(ABOUT THIS EXERCISE): Your answer should hold all lines of the entries that include the word "iter".

(TASK INPUT):

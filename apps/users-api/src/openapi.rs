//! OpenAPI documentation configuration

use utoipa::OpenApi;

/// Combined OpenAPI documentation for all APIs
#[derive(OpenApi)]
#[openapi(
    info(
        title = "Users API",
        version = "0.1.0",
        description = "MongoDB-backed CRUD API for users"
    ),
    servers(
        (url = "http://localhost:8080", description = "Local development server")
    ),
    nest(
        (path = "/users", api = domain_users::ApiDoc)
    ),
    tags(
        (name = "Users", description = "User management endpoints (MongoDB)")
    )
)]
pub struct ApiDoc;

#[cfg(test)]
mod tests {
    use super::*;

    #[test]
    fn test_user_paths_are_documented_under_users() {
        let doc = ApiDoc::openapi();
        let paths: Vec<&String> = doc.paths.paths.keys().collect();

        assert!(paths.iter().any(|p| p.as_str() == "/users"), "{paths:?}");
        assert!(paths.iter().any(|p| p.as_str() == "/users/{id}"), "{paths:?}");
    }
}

--

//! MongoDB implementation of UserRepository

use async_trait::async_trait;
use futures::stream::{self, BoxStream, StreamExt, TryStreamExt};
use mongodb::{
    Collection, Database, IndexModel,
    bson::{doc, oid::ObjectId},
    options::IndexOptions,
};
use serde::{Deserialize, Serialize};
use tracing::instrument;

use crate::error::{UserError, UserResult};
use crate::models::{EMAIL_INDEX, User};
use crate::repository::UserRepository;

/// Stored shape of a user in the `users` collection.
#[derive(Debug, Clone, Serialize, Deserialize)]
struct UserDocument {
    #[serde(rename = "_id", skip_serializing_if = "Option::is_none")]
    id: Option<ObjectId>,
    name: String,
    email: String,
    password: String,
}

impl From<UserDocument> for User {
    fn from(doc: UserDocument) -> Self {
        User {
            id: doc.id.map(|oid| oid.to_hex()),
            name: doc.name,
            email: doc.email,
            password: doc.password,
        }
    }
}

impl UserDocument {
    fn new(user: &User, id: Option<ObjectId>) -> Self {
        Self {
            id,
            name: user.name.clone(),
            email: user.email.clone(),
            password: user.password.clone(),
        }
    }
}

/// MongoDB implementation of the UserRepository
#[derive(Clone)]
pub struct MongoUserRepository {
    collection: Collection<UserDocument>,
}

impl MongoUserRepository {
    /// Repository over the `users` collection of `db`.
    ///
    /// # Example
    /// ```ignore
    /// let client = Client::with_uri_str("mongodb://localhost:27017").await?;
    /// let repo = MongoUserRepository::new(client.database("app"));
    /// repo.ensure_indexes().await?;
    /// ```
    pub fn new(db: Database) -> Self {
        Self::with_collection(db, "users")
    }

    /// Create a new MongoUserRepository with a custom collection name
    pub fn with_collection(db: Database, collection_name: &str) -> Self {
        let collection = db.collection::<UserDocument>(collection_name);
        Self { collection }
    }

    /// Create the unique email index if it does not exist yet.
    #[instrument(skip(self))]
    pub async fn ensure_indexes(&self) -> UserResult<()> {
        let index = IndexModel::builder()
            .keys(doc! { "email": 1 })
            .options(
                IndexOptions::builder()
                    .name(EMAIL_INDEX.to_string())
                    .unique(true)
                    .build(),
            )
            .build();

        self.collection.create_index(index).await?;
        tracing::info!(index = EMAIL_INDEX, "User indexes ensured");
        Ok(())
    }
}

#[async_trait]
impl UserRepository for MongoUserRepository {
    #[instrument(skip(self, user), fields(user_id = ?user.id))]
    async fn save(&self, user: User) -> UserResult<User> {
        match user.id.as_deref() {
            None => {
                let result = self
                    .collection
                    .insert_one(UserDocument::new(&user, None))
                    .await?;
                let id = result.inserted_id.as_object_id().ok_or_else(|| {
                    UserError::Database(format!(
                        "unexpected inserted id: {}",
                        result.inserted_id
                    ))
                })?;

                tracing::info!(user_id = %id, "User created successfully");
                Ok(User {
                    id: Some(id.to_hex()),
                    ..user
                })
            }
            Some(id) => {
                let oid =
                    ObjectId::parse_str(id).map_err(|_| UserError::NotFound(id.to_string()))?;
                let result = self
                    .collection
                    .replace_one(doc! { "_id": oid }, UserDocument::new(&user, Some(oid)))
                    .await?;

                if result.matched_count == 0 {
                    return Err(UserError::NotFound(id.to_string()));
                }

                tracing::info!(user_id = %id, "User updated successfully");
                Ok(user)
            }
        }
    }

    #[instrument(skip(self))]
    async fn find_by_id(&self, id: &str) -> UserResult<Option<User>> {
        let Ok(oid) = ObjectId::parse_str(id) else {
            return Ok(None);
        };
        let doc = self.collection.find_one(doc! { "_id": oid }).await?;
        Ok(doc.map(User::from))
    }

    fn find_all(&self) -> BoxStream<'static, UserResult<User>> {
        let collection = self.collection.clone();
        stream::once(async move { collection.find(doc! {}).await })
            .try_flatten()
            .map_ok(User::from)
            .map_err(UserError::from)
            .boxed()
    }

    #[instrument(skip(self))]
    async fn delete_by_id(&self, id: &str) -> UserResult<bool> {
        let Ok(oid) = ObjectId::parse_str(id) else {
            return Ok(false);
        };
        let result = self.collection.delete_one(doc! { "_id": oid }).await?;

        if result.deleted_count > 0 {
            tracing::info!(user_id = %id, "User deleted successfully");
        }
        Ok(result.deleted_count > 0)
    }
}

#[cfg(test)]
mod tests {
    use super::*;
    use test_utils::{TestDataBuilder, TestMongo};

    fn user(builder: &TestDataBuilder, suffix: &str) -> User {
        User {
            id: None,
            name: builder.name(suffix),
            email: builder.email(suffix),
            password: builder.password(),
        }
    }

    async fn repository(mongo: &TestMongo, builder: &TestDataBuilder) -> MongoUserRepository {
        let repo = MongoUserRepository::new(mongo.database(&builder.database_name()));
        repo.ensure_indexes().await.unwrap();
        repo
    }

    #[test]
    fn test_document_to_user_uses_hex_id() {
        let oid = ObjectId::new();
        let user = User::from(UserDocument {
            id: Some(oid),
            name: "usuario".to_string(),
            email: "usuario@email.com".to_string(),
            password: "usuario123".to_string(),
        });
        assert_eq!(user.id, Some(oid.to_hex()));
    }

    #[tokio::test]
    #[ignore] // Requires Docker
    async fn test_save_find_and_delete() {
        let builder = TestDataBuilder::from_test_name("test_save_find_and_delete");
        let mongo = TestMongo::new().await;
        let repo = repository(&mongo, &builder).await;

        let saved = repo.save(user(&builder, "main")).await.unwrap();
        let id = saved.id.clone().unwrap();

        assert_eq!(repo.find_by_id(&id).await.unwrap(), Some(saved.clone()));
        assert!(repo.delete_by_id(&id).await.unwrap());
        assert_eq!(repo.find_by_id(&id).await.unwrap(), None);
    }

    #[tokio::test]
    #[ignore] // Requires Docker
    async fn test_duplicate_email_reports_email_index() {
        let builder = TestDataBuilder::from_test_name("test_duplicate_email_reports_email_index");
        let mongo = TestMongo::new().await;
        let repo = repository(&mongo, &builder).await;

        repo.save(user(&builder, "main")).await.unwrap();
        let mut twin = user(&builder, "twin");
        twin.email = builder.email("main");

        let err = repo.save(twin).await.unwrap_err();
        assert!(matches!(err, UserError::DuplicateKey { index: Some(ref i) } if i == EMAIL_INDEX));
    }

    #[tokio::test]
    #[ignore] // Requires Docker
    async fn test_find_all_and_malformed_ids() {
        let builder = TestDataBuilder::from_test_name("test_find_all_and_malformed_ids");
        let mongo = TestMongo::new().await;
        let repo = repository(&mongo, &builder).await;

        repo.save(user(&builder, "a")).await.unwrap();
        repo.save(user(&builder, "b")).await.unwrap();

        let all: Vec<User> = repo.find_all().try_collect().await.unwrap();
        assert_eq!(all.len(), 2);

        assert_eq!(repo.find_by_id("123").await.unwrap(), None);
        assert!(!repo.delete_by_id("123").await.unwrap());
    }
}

(RESPONSE):
        assert!(paths.iter().any(|p| p.as_str() == "/users"), "{paths:?}");
        assert!(paths.iter().any(|p| p.as_str() == "/users/{id}"), "{paths:?}");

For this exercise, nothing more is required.